Tim Yen from the Fox Chase Cancer Center in Philadelphia, US, welcomes the relatively simple tests. He also unknowingly used the ‘bosutinib isomer’ when screening kinase inhibitors to see if they could boost DNA-damaging cancer drugs. However, the mistake proved serendipitous as the bosutinib isomer is more potent.³ Nevertheless, Yen feels the methods Pfizer describes are more relevant to compound suppliers than groups like his. ‘They should bear a large proportion of the responsibility of authenticating the compounds that they sell,’ he says.

Buying direct

Driedger agrees that testing by buyers shouldn’t be necessary.

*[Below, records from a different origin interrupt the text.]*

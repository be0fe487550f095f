//! ISO 3166-1 alpha-2 country codes and SEPA scheme membership.
//!
//! A postal address is only written when its country resolves against this
//! list; SEPA profiles additionally require creditor IBANs from a scheme
//! country.

/// Check whether `code` is a known ISO 3166-1 alpha-2 country code.
pub fn is_known_country_code(code: &str) -> bool {
    COUNTRY_CODES.binary_search(&code).is_ok()
}

/// Whether IBANs issued in `code` are reachable through SEPA credit transfer.
pub fn is_sepa_country(code: &str) -> bool {
    SEPA_COUNTRY_CODES.binary_search(&code).is_ok()
}

/// Complete list of ISO 3166-1 alpha-2 country codes (249 entries).
/// Sorted for binary search.
static COUNTRY_CODES: &[&str] = &[
    "AD", "AE", "AF", "AG", "AI", "AL", "AM", "AO", "AQ", "AR", "AS", "AT", "AU", "AW", "AX", "AZ",
    "BA", "BB", "BD", "BE", "BF", "BG", "BH", "BI", "BJ", "BL", "BM", "BN", "BO", "BQ", "BR", "BS",
    "BT", "BV", "BW", "BY", "BZ", "CA", "CC", "CD", "CF", "CG", "CH", "CI", "CK", "CL", "CM", "CN",
    "CO", "CR", "CU", "CV", "CW", "CX", "CY", "CZ", "DE", "DJ", "DK", "DM", "DO", "DZ", "EC", "EE",
    "EG", "EH", "ER", "ES", "ET", "FI", "FJ", "FK", "FM", "FO", "FR", "GA", "GB", "GD", "GE", "GF",
    "GG", "GH", "GI", "GL", "GM", "GN", "GP", "GQ", "GR", "GS", "GT", "GU", "GW", "GY", "HK", "HM",
    "HN", "HR", "HT", "HU", "ID", "IE", "IL", "IM", "IN", "IO", "IQ", "IR", "IS", "IT", "JE", "JM",
    "JO", "JP", "KE", "KG", "KH", "KI", "KM", "KN", "KP", "KR", "KW", "KY", "KZ", "LA", "LB", "LC",
    "LI", "LK", "LR", "LS", "LT", "LU", "LV", "LY", "MA", "MC", "MD", "ME", "MF", "MG", "MH", "MK",
    "ML", "MM", "MN", "MO", "MP", "MQ", "MR", "MS", "MT", "MU", "MV", "MW", "MX", "MY", "MZ", "NA",
    "NC", "NE", "NF", "NG", "NI", "NL", "NO", "NP", "NR", "NU", "NZ", "OM", "PA", "PE", "PF", "PG",
    "PH", "PK", "PL", "PM", "PN", "PR", "PS", "PT", "PW", "PY", "QA", "RE", "RO", "RS", "RU", "RW",
    "SA", "SB", "SC", "SD", "SE", "SG", "SH", "SI", "SJ", "SK", "SL", "SM", "SN", "SO", "SR", "SS",
    "ST", "SV", "SX", "SY", "SZ", "TC", "TD", "TF", "TG", "TH", "TJ", "TK", "TL", "TM", "TN", "TO",
    "TR", "TT", "TV", "TW", "TZ", "UA", "UG", "UM", "US", "UY", "UZ", "VA", "VC", "VE", "VG", "VI",
    "VN", "VU", "WF", "WS", "YE", "YT", "ZA", "ZM", "ZW",
];

/// IBAN country prefixes of SEPA scheme members. Overseas territories use
/// the FR or GB prefix and need no entry. Sorted for binary search.
static SEPA_COUNTRY_CODES: &[&str] = &[
    "AD", "AL", "AT", "BE", "BG", "CH", "CY", "CZ", "DE", "DK", "EE", "ES",
    "FI", "FR", "GB", "GI", "GR", "HR", "HU", "IE", "IS", "IT", "LI", "LT",
    "LU", "LV", "MC", "MD", "ME", "MK", "MT", "NL", "NO", "PL", "PT", "RO",
    "RS", "SE", "SI", "SK", "SM", "VA",
];

#[cfg(test)]
mod tests {
    use super::*;

    #[test]
    fn address_countries() {
        for code in ["BE", "CH", "SE", "FI", "NO", "AT", "DE", "US"] {
            assert!(is_known_country_code(code), "{code}");
        }
        for code in ["", "XX", "de", "DEU"] {
            assert!(!is_known_country_code(code), "{code}");
        }
    }

    #[test]
    fn sepa_membership() {
        assert!(is_sepa_country("CH"));
        assert!(is_sepa_country("GB"));
        assert!(is_sepa_country("NO"));
        assert!(!is_sepa_country("US"));
        assert!(!is_sepa_country("TR"));
    }

    #[test]
    fn tables_are_sorted_and_consistent() {
        assert_eq!(COUNTRY_CODES.len(), 249);
        assert!(COUNTRY_CODES.windows(2).all(|w| w[0] < w[1]));
        assert!(SEPA_COUNTRY_CODES.windows(2).all(|w| w[0] < w[1]));
        assert!(SEPA_COUNTRY_CODES.iter().all(|c| is_known_country_code(c)));
    }
}
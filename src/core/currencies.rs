//! ISO 4217 currency codes accepted for `InstdAmt/@Ccy`.
//!
//! SEPA profiles only take EUR (see the variant table); the Swiss and
//! Swedish profiles accept any code listed here.

/// Check whether `code` is a known ISO 4217 currency code.
pub fn is_known_currency_code(code: &str) -> bool {
    CURRENCY_CODES.binary_search(&code).is_ok()
}

/// Currencies of SEPA-area and major trading-partner countries.
/// Sorted for binary search.
static CURRENCY_CODES: &[&str] = &[
    "AED", // UAE Dirham
    "ALL", // Albanian Lek
    "AMD", // Armenian Dram
    "AUD", // Australian Dollar
    "BAM", // Convertible Mark
    "BGN", // Bulgarian Lev
    "BRL", // Brazilian Real
    "CAD", // Canadian Dollar
    "CHF", // Swiss Franc
    "CNY", // Chinese Yuan
    "CZK", // Czech Koruna
    "DKK", // Danish Krone
    "EGP", // Egyptian Pound
    "EUR", // Euro
    "GBP", // Pound Sterling
    "GEL", // Georgian Lari
    "HKD", // Hong Kong Dollar
    "HRK", // Croatian Kuna
    "HUF", // Hungarian Forint
    "IDR", // Indonesian Rupiah
    "ILS", // Israeli Shekel
    "INR", // Indian Rupee
    "ISK", // Icelandic Krona
    "JPY", // Japanese Yen
    "KES", // Kenyan Shilling
    "KRW", // South Korean Won
    "KZT", // Kazakhstani Tenge
    "MDL", // Moldovan Leu
    "MKD", // Macedonian Denar
    "MXN", // Mexican Peso
    "MYR", // Malaysian Ringgit
    "NGN", // Nigerian Naira
    "NOK", // Norwegian Krone
    "NZD", // New Zealand Dollar
    "PHP", // Philippine Peso
    "PLN", // Polish Zloty
    "RON", // Romanian Leu
    "RSD", // Serbian Dinar
    "RUB", // Russian Ruble
    "SAR", // Saudi Riyal
    "SEK", // Swedish Krona
    "SGD", // Singapore Dollar
    "THB", // Thai Baht
    "TRY", // Turkish Lira
    "TWD", // New Taiwan Dollar
    "UAH", // Ukrainian Hryvnia
    "USD", // US Dollar
    "VND", // Vietnamese Dong
    "ZAR", // South African Rand
];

However, thanks to proliferation of suppliers with ‘greater or lesser degrees of competence people have to worry a lot more about what’s in the bottle’. Most suppliers are in China, with his company knowing of 3000 Chinese vendors. ‘Biological researchers have no idea that’s the case,’ Driedger adds. ‘LC Labs understands which the good and bad ones are, but it makes no difference: every bottle has to be tested rigorously.’ He’s worried that formulators in countries with weaker regulatory environments will buy incorrect active pharmaceutical ingredients like the bosutinib isomer from China and sell them to patients.

Pfizer stresses that in some cases researchers can minimise the risks by buying drugs made directly by their developers. ‘Pfizer and other pharma companies have been making authentic research compounds available through Sigma–Aldrich,’ the spokesperson says.  

Yet Boxer has similar concerns to Driedger, saying that the events were ‘on the one hand a big waste of time and effort, on the other – hopefully – a warning to the research community’. ‘Most vendors are just distributors with limited quality control. Buyer beware.’